> Work request: Once the line containing "pub fn read_time_minutes(content: &str)" is found, please set it down along with each following line, exactly, to the end of the material.

> Data section:

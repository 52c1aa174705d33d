use anyhow::{anyhow, Result};
use async_trait::async_trait;
use reqwest::Client;
use serde_json::json;
use crate::core::config::LlmConfig;

/// One chat-completion call: optional system prompt, one user prompt.
#[derive(Debug, Clone)]
pub struct CompletionRequest {
    pub system: Option<String>,
    pub prompt: String,
    pub temperature: f32,
    pub max_tokens: u32,
}

impl CompletionRequest {
    pub fn new(prompt: impl Into<String>) -> Self {
        Self {
            system: None,
            prompt: prompt.into(),
            temperature: 0.3,
            max_tokens: 1000,
        }
    }

    pub fn system(mut self, system: impl Into<String>) -> Self {
        self.system = Some(system.into());
        self
    }

    pub fn temperature(mut self, temperature: f32) -> Self {
        self.temperature = temperature;
        self
    }

    pub fn max_tokens(mut self, max_tokens: u32) -> Self {
        self.max_tokens = max_tokens;
        self
    }
}

/// Seam over the hosted language model.
#[async_trait]
pub trait CompletionClient: Send + Sync {
    /// Returns the text of the first choice.
    async fn complete(&self, request: CompletionRequest) -> Result<String>;

    /// Cheap reachability probe.
    async fn health_check(&self) -> Result<()> {
        Ok(())
    }
}

pub struct LlmClient {
    client: Client,
    config: LlmConfig,
}

impl LlmClient {
    pub fn new(config: LlmConfig) -> Self {
        let timeout = config.timeout_secs.unwrap_or(120);
        Self {
            client: Client::builder()
                .timeout(std::time::Duration::from_secs(timeout))
                .build()
                .unwrap_or_else(|_| Client::new()),
            config,
        }
    }

    fn base_url(&self) -> &str {
        // api_url is like "https://api.openai.com/v1"
        self.config.api_url.trim_end_matches('/')
    }

    fn authorize(&self, builder: reqwest::RequestBuilder) -> reqwest::RequestBuilder {
        match &self.config.api_key {
            Some(key) => builder.bearer_auth(key),
            None => builder,
        }
    }
}

#[async_trait]
impl CompletionClient for LlmClient {
    async fn complete(&self, request: CompletionRequest) -> Result<String> {
        let mut messages = Vec::new();
        if let Some(system) = &request.system {
            messages.push(json!({ "role": "system", "content": system }));
        }
        messages.push(json!({ "role": "user", "content": request.prompt }));

        let body = json!({
            "model": self.config.model,
            "messages": messages,
            "temperature": request.temperature,
            "max_tokens": request.max_tokens,
            "stream": false
        });

        let url = format!("{}/chat/completions", self.base_url());
        log::debug!("Sending LLM request to {} (max_tokens={}, temperature={})", url, request.max_tokens, request.temperature);

        let res = match self.authorize(self.client.post(&url)).json(&body).send().await {
            Ok(response) => response,
            Err(e) => {
                log::warn!("Failed to connect to LLM at {}: {}", url, e);
                return Err(anyhow!("LLM Connection Failed: {}", e));
            }
        };

        if !res.status().is_success() {
            let status = res.status();
            let error_text = res.text().await.unwrap_or_default();
            log::error!("LLM Error {}: {}", status, error_text);
            return Err(anyhow!("LLM API Error {}: {}", status, error_text));
        }

        let response_json: serde_json::Value = res.json().await?;

        // OpenAI format: choices[0].message.content
        let content = response_json["choices"][0]["message"]["content"]
            .as_str()
            .ok_or_else(|| {
                log::warn!("Unexpected LLM response format: {}", response_json);
                anyhow!("LLM response carried no message content")
            })?;

        Ok(strip_reasoning(content))
    }

    async fn health_check(&self) -> Result<()> {
        let url = format!("{}/models", self.base_url());
        let res = self.authorize(self.client.get(&url)).send().await?;
        if !res.status().is_success() {
            return Err(anyhow!("LLM health check failed: {}", res.status()));
        }
        Ok(())
    }
}

/// Drops a `<think>...</think>` preamble emitted by reasoning models.
pub fn strip_reasoning(content: &str) -> String {
    match content.find("</think>") {
        Some(idx) => content[idx + "</think>".len()..].trim().to_string(),
        None => content.trim().to_string(),
    }
}

/// Cuts the outermost JSON object out of a reply that may be wrapped in code
/// fences or prose.
pub fn extract_json_object(response: &str) -> Option<&str> {
    extract_delimited(response, '{', '}')
}

/// Same as [`extract_json_object`] for a top-level array.
pub fn extract_json_array(response: &str) -> Option<&str> {
    extract_delimited(response, '[', ']')
}

fn extract_delimited(response: &str, open: char, close: char) -> Option<&str> {
    let start = response.find(open)?;
    let end = response.rfind(close)?;
    if start <= end {
        Some(&response[start..=end])
    } else {
        None
    }
}

/// Parses the outermost JSON object of a reply into a loose value.
pub fn parse_json_object(response: &str) -> Option<serde_json::Value> {
    let json_str = extract_json_object(response)?;
    serde_json::from_str::<serde_json::Value>(json_str)
        .ok()
        .filter(|v| v.is_object())
}

/// Reads a string array field, skipping non-string entries.
pub fn string_list(value: &serde_json::Value) -> Vec<String> {
    value
        .as_array()
        .map(|items| {
            items
                .iter()
                .filter_map(|v| v.as_str())
                .map(|s| s.trim().to_string())
                .filter(|s| !s.is_empty())
                .collect()
        })
        .unwrap_or_default()
}

/// Reads a numeric field that the model may have sent as a number or a
/// numeric string.
pub fn loose_f64(value: &serde_json::Value) -> Option<f64> {
    match value {
        serde_json::Value::Number(n) => n.as_f64(),
        serde_json::Value::String(s) => s.trim().parse::<f64>().ok(),
        _ => None,
    }
}

#[cfg(test)]
mod tests {
    use super::*;

    #[test]
    fn strips_think_preamble() {
        assert_eq!(strip_reasoning("<think>hmm</think>\n  answer "), "answer");
        assert_eq!(strip_reasoning("  plain "), "plain");
    }

    #[test]
    fn extracts_object_from_fenced_reply() {
        let reply = "Here you go:\n```json\n{\"a\": {\"b\": 1}}\n```";
        assert_eq!(extract_json_object(reply), Some("{\"a\": {\"b\": 1}}"));
        assert!(parse_json_object(reply).is_some());
    }

    #[test]
    fn extract_rejects_reversed_delimiters() {
        assert_eq!(extract_json_object("} nothing {"), None);
        assert_eq!(extract_json_array("no array here"), None);
        assert!(parse_json_object("[1, 2]").is_none());
    }

    #[test]
    fn loose_numbers_accept_strings() {
        assert_eq!(loose_f64(&json!(0.4)), Some(0.4));
        assert_eq!(loose_f64(&json!(" 0.7 ")), Some(0.7));
        assert_eq!(loose_f64(&json!("high")), None);
        assert_eq!(loose_f64(&json!(null)), None);
    }

    #[test]
    fn string_list_skips_blanks_and_non_strings() {
        let value = json!(["a", "", 3, " b "]);
        assert_eq!(string_list(&value), vec!["a".to_string(), "b".to_string()]);
        assert!(string_list(&json!("not a list")).is_empty());
    }

    #[test]
    fn request_builder_sets_fields() {
        let req = CompletionRequest::new("hi").system("sys").temperature(0.1).max_tokens(42);
        assert_eq!(req.system.as_deref(), Some("sys"));
        assert_eq!(req.max_tokens, 42);
        assert!((req.temperature - 0.1).abs() < f32::EPSILON);
    }
}
/// Strict JSON reading of the model's reply.
fn parse_llm_scores(response: &str) -> Option<LlmBiasScores> {
    let json = llm::parse_json_object(response)?;
    let scores = if json["categories"].is_object() {
        &json["categories"]
    } else {
        &json
    };

    let read = |key: &str| {
        llm::loose_f64(&scores[key])
            .map(normalize_score)
            .unwrap_or(UNREADABLE_SCORE)
    };

    let categories = BiasCategories {
        political: read("political"),
        emotional: read("emotional"),
        linguistic: read("linguistic"),
        factual: read("factual"),
    };

    // A reply with none of the four scores is not a bias analysis.
    let any_present = ["political", "emotional", "linguistic", "factual"]
        .iter()
        .any(|k| llm::loose_f64(&scores[*k]).is_some());
    if !any_present {
        return None;
    }

    Some(LlmBiasScores {
        categories,
        confidence: llm::loose_f64(&json["confidence"]).map(normalize_score).unwrap_or(0.5),
        explanation: json["explanation"].as_str().unwrap_or_default().trim().to_string(),
        indicators: llm::string_list(&json["indicators"]),
        suggestions: llm::string_list(&json["suggestions"]),
    })
}

/// Labeled-number extraction (`political: 0.4`) for replies that are not
/// JSON. Categories that cannot be found default to [`UNREADABLE_SCORE`].
fn heuristic_scores(response: &str) -> LlmBiasScores {
    let mut categories = BiasCategories::uniform(UNREADABLE_SCORE);
    for (key, re) in LABELED_SCORES.iter() {
        let Some(value) = re
            .captures(response)
            .and_then(|c| c.get(1))
            .and_then(|m| m.as_str().parse::<f64>().ok())
        else {
            continue;
        };
        let value = normalize_score(value);
        match *key {
            "political" => categories.political = value,
            "emotional" => categories.emotional = value,
            "linguistic" => categories.linguistic = value,
            _ => categories.factual = value,
        }
    }

    LlmBiasScores {
        categories,
        confidence: HEURISTIC_CONFIDENCE,
        explanation: "Scores extracted heuristically from a non-JSON model response.".to_string(),
        indicators: Vec::new(),
        suggestions: Vec::new(),
    }
}

fn excerpt(text: &str, max_chars: usize) -> String {
    if text.chars().count() <= max_chars {
        text.to_string()
    } else {
        text.chars().take(max_chars).collect()
    }
}

pub struct BiasDetector {
    llm: Arc<dyn CompletionClient>,
    language: String,
}

impl BiasDetector {
    pub fn new(llm: Arc<dyn CompletionClient>, language: impl Into<String>) -> Self {
        Self {
            llm,
            language: language.into(),
        }
    }

    pub fn bias_label(&self, score: f64) -> &'static str {
        labels::bias_label(score)
    }

    pub fn bias_color(&self, score: f64) -> &'static str {
        labels::bias_color(score)
    }

    /// Never fails: any internal error yields [`fallback_analysis`].
    pub async fn analyze_content(&self, text: &str, options: &BiasOptions) -> BiasAnalysis {
        match self.try_analyze(text, options).await {
            Ok(analysis) => analysis,
            Err(e) => {
                log::warn!("Bias analysis failed: {}. Using fallback analysis.", e);
                fallback_analysis(text)
            }
        }
    }

    async fn try_analyze(&self, text: &str, options: &BiasOptions) -> Result<BiasAnalysis> {
        if text.trim().is_empty() {
            bail!("text to analyze is empty");
        }

        let rule = lexicon::scan(text);
        let scores = self.llm_scores(text, options).await?;
        let analysis = combine_analyses(&rule, &scores);

        log::debug!(
            "Bias analysis: overall={:.2} rule_hits={} confidence={:.2}",
            analysis.overall_score,
            rule.total_matches(),
            analysis.confidence
        );

        Ok(analysis)
    }

    async fn llm_scores(&self, text: &str, options: &BiasOptions) -> Result<LlmBiasScores> {
        let context = options
            .context
            .as_ref()
            .map(|c| format!("Context: {}\n", c))
            .unwrap_or_default();
        let depth = if options.detailed {
            "Give up to 8 indicators (quote the exact words) and up to 5 concrete suggestions."
        } else {
            "Give up to 3 indicators and up to 3 suggestions."
        };

        let prompt = format!(
            "Analyze the following text for bias.\n{}\
            Score each category from 0 (none) to 1 (severe):\n\
            - political: partisan framing or one-sided political positioning\n\
            - emotional: emotionally manipulative or sensational language\n\
            - linguistic: loaded, absolutist or presumptive wording\n\
            - factual: unsupported claims, missing attribution or selective facts\n\
            {} Write explanation, indicators and suggestions in {}.\n\n\
            Output JSON only:\n\
            {{\"political\": 0.0, \"emotional\": 0.0, \"linguistic\": 0.0, \"factual\": 0.0, \"overall\": 0.0, \
            \"confidence\": 0.0, \"explanation\": \"...\", \"indicators\": [\"...\"], \"suggestions\": [\"...\"]}}\n\n\
            Text:\n\"\"\"\n{}\n\"\"\"",
            context,
            depth,
            self.language,
            excerpt(text, MAX_ANALYSIS_CHARS)
        );

        let response = self
            .llm
            .complete(
                CompletionRequest::new(prompt)
                    .system("You are a media-bias analyst. You answer only with JSON.")
                    .temperature(0.2)
                    .max_tokens(if options.detailed { 1000 } else { 600 }),
            )
            .await?;

        Ok(match parse_llm_scores(&response) {
            Some(scores) => scores,
            None => {
                log::warn!("Bias response was not JSON; extracting labeled scores heuristically");
                heuristic_scores(&response)
            }
        })
    }

    /// One result per input, in input order. A failing item gets its own
    /// fallback analysis without affecting the others.
    pub async fn batch_analyze(&self, contents: &[String], options: &BiasOptions) -> Vec<BiasAnalysis> {
        let settled = settle_all(contents.iter().map(|text| self.try_analyze(text, options))).await;

        settled
            .into_iter()
            .zip(contents)
            .enumerate()
            .map(|(idx, (result, text))| match result {
                Ok(analysis) => analysis,
                Err(e) => {
                    log::warn!("Batch item {} failed: {}. Using fallback analysis.", idx, e);
                    fallback_analysis(text)
                }
            })
            .collect()
    }

    /// Analyzes both texts independently, then asks the model for a
    /// structured `{comparison, recommendation}` verdict.
    pub async fn compare_articles(&self, first: &str, second: &str) -> ArticleComparison {
        let options = BiasOptions::default();
        let (article1_bias, article2_bias) = tokio::join!(
            self.analyze_content(first, &options),
            self.analyze_content(second, &options)
        );

        let prompt = format!(
            "Compare the bias of two articles.\n\n\
            Article 1 (overall bias {:.2}; political {:.2}, emotional {:.2}, linguistic {:.2}, factual {:.2}):\n\"\"\"\n{}\n\"\"\"\n\n\
            Article 2 (overall bias {:.2}; political {:.2}, emotional {:.2}, linguistic {:.2}, factual {:.2}):\n\"\"\"\n{}\n\"\"\"\n\n\
            Write in {}. Output JSON only:\n\
            {{\"comparison\": \"a short paragraph contrasting how each article frames the story\", \
            \"recommendation\": \"one sentence telling the reader which article is more balanced and why\"}}",
            article1_bias.overall_score,
            article1_bias.categories.political,
            article1_bias.categories.emotional,
            article1_bias.categories.linguistic,
            article1_bias.categories.factual,
            excerpt(first, 1500),
            article2_bias.overall_score,
            article2_bias.categories.political,
            article2_bias.categories.emotional,
            article2_bias.categories.linguistic,
            article2_bias.categories.factual,
            excerpt(second, 1500),
            self.language
        );

        let verdict = self
            .llm
            .complete(CompletionRequest::new(prompt).temperature(0.3).max_tokens(600))
            .await;

        let (comparison, recommendation) = match verdict {
            Ok(response) => match llm::parse_json_object(&response) {
                Some(json) => {
                    let comparison = json["comparison"].as_str().unwrap_or_default().trim().to_string();
                    let recommendation = json["recommendation"].as_str().unwrap_or_default().trim().to_string();
                    (
                        if comparison.is_empty() {
                            score_comparison(&article1_bias, &article2_bias)
                        } else {
                            comparison
                        },
                        if recommendation.is_empty() {
                            score_recommendation(&article1_bias, &article2_bias)
                        } else {
                            recommendation
                        },
                    )
                }
                None => {
                    log::warn!("Comparison response was not JSON; keeping raw text as the comparison");
                    (
                        response.trim().to_string(),
                        score_recommendation(&article1_bias, &article2_bias),
                    )
                }
            },
            Err(e) => {
                log::warn!("Comparison call failed: {}. Deriving verdict from scores.", e);
                (
                    score_comparison(&article1_bias, &article2_bias),
                    score_recommendation(&article1_bias, &article2_bias),
                )
            }
        };

        ArticleComparison {
            article1_bias,
            article2_bias,
            comparison,
            recommendation,
        }
    }
}
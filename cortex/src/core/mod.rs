pub mod bias;
pub mod config;
pub mod content;
pub mod error;
pub mod fanout;
pub mod historical;
pub mod labels;
pub mod lexicon;
pub mod llm;
pub mod models;
pub mod service;
pub mod tts;
pub mod voice;

#[cfg(test)]
mod testing;

pub use bias::{ArticleComparison, BiasDetector, BiasOptions};
pub use content::ContentGenerator;
pub use error::{GenerationError, SynthesisError};
pub use historical::{HistoricalComparator, HistoricalQuery};
pub use service::AiService;
pub use voice::{SynthesisOptions, VoiceSynthesizer};
use bytes::Bytes;
use chrono::{DateTime, Utc};
use serde::{Deserialize, Serialize};

/// Words per minute used for the read-time estimate.
pub const WORDS_PER_MINUTE: usize = 200;

#[derive(Debug, Clone, Copy, Default, PartialEq, Eq, Serialize, Deserialize)]
#[serde(rename_all = "lowercase")]
pub enum ArticleStyle {
    #[default]
    Neutral,
    Analytical,
    Comprehensive,
}

#[derive(Debug, Clone, Copy, Default, PartialEq, Eq, Serialize, Deserialize)]
#[serde(rename_all = "lowercase")]
pub enum ArticleLength {
    Short,
    #[default]
    Medium,
    Long,
}

impl ArticleLength {
    pub fn target_words(self) -> u32 {
        match self {
            ArticleLength::Short => 400,
            ArticleLength::Medium => 800,
            ArticleLength::Long => 1500,
        }
    }

    pub fn max_tokens(self) -> u32 {
        match self {
            ArticleLength::Short => 600,
            ArticleLength::Medium => 1200,
            ArticleLength::Long => 2000,
        }
    }
}

#[derive(Debug, Clone, Copy, Default, PartialEq, Eq, Serialize, Deserialize)]
#[serde(rename_all = "lowercase")]
pub enum TargetAudience {
    #[default]
    General,
    Expert,
    Young,
}

impl TargetAudience {
    pub fn describe(self) -> &'static str {
        match self {
            TargetAudience::General => "a general audience with no special background",
            TargetAudience::Expert => "domain experts who expect precise terminology and data",
            TargetAudience::Young => "young readers; keep sentences short and explain jargon",
        }
    }
}

/// Caller input for article generation. Not persisted.
#[derive(Debug, Clone, Serialize, Deserialize)]
#[serde(rename_all = "camelCase")]
pub struct GenerationRequest {
    pub topic: String,
    #[serde(default)]
    pub source_url: Option<String>,
    #[serde(default)]
    pub style: ArticleStyle,
    #[serde(default)]
    pub length: ArticleLength,
    #[serde(default)]
    pub target_audience: TargetAudience,
    #[serde(default)]
    pub include_sources: bool,
}

impl GenerationRequest {
    pub fn new(topic: impl Into<String>) -> Self {
        Self {
            topic: topic.into(),
            source_url: None,
            style: ArticleStyle::default(),
            length: ArticleLength::default(),
            target_audience: TargetAudience::default(),
            include_sources: false,
        }
    }
}

/// The closed set of editorial categories.
#[derive(Debug, Clone, Copy, Default, PartialEq, Eq, Hash, Serialize, Deserialize)]
pub enum ContentCategory {
    #[serde(rename = "Política")]
    Politica,
    #[serde(rename = "Economia")]
    Economia,
    #[serde(rename = "Tecnologia")]
    Tecnologia,
    #[serde(rename = "Saúde")]
    Saude,
    #[serde(rename = "Ciência")]
    Ciencia,
    #[serde(rename = "Esportes")]
    Esportes,
    #[serde(rename = "Cultura")]
    Cultura,
    #[serde(rename = "Internacional")]
    Internacional,
    #[default]
    #[serde(rename = "Geral")]
    Geral,
}

impl ContentCategory {
    pub const ALL: [ContentCategory; 9] = [
        ContentCategory::Politica,
        ContentCategory::Economia,
        ContentCategory::Tecnologia,
        ContentCategory::Saude,
        ContentCategory::Ciencia,
        ContentCategory::Esportes,
        ContentCategory::Cultura,
        ContentCategory::Internacional,
        ContentCategory::Geral,
    ];

    pub fn as_str(self) -> &'static str {
        match self {
            ContentCategory::Politica => "Política",
            ContentCategory::Economia => "Economia",
            ContentCategory::Tecnologia => "Tecnologia",
            ContentCategory::Saude => "Saúde",
            ContentCategory::Ciencia => "Ciência",
            ContentCategory::Esportes => "Esportes",
            ContentCategory::Cultura => "Cultura",
            ContentCategory::Internacional => "Internacional",
            ContentCategory::Geral => "Geral",
        }
    }
}

impl std::fmt::Display for ContentCategory {
    fn fmt(&self, f: &mut std::fmt::Formatter<'_>) -> std::fmt::Result {
        f.write_str(self.as_str())
    }
}

#[derive(Debug, Clone, Serialize, Deserialize)]
#[serde(rename_all = "camelCase")]
pub struct GeneratedContent {
    pub title: String,
    pub content: String,
    pub summary: String,
    pub tags: Vec<String>,
    pub category: ContentCategory,
    /// Minutes, `ceil(words / 200)`.
    pub read_time: u32,
    /// Cheap lexical pre-estimate; the bias detector is authoritative.
    pub bias_score: f64,
    pub key_points: Vec<String>,
    #[serde(default, skip_serializing_if = "Option::is_none")]
    pub sources: Option<Vec<String>>,
    #[serde(default, skip_serializing_if = "Option::is_none")]
    pub historical_parallels: Option<Vec<HistoricalComparison>>,
    pub generated_at: DateTime<Utc>,
}

#[derive(Debug, Clone, Copy, Default, PartialEq, Serialize, Deserialize)]
pub struct BiasCategories {
    pub political: f64,
    pub emotional: f64,
    pub linguistic: f64,
    pub factual: f64,
}

impl BiasCategories {
    pub fn uniform(score: f64) -> Self {
        Self {
            political: score,
            emotional: score,
            linguistic: score,
            factual: score,
        }
    }

    /// Unweighted mean of the four axes, clamped to 1.
    pub fn mean(&self) -> f64 {
        ((self.political + self.emotional + self.linguistic + self.factual) / 4.0).min(1.0)
    }
}

#[derive(Debug, Clone, Serialize, Deserialize)]
#[serde(rename_all = "camelCase")]
pub struct BiasAnalysis {
    pub overall_score: f64,
    pub categories: BiasCategories,
    pub indicators: Vec<String>,
    pub suggestions: Vec<String>,
    pub confidence: f64,
    pub explanation: String,
    #[serde(default)]
    pub is_fallback: bool,
}

#[derive(Debug, Clone, PartialEq, Serialize, Deserialize)]
#[serde(rename_all = "camelCase")]
pub struct HistoricalComparison {
    pub id: String,
    pub title: String,
    pub description: String,
    pub year: i32,
    pub relevance_score: f64,
    #[serde(default, skip_serializing_if = "Option::is_none")]
    pub source_url: Option<String>,
}

/// One synthesized text segment. `duration` is estimated from character
/// count, never measured from the audio.
#[derive(Debug, Clone, Serialize, Deserialize)]
#[serde(rename_all = "camelCase")]
pub struct SynthesisResult {
    #[serde(with = "audio_base64")]
    pub audio_buffer: Bytes,
    #[serde(default, skip_serializing_if = "Option::is_none")]
    pub content_type: Option<String>,
    pub duration: u32,
    pub success: bool,
    #[serde(default, skip_serializing_if = "Option::is_none")]
    pub error: Option<String>,
}

impl SynthesisResult {
    pub fn failed(error: impl Into<String>, duration: u32) -> Self {
        Self {
            audio_buffer: Bytes::new(),
            content_type: None,
            duration,
            success: false,
            error: Some(error.into()),
        }
    }
}

mod audio_base64 {
    use base64::{engine::general_purpose::STANDARD, Engine as _};
    use bytes::Bytes;
    use serde::{Deserialize, Deserializer, Serializer};

    pub fn serialize<S: Serializer>(bytes: &Bytes, serializer: S) -> Result<S::Ok, S::Error> {
        serializer.serialize_str(&STANDARD.encode(bytes))
    }

    pub fn deserialize<'de, D: Deserializer<'de>>(deserializer: D) -> Result<Bytes, D::Error> {
        let raw = String::deserialize(deserializer)?;
        STANDARD
            .decode(raw.as_bytes())
            .map(Bytes::from)
            .map_err(serde::de::Error::custom)
    }
}

pub fn clamp_unit(value: f64) -> f64 {
    if value.is_nan() {
        0.0
    } else {
        value.clamp(0.0, 1.0)
    }
}

/// Accepts `0..1` scores and `0..100` percentages.
pub fn normalize_score(raw: f64) -> f64 {
    if raw > 1.0 && raw <= 100.0 {
        raw / 100.0
    } else {
        clamp_unit(raw)
    }
}

pub fn word_count(text: &str) -> usize {
    text.split_whitespace().count()
}

pub fn read_time_minutes(content: &str) -> u32 {
    word_count(content).div_ceil(WORDS_PER_MINUTE) as u32
}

> Response for this exercise:
pub fn read_time_minutes(content: &str) -> u32 {
    word_count(content).div_ceil(WORDS_PER_MINUTE) as u32
}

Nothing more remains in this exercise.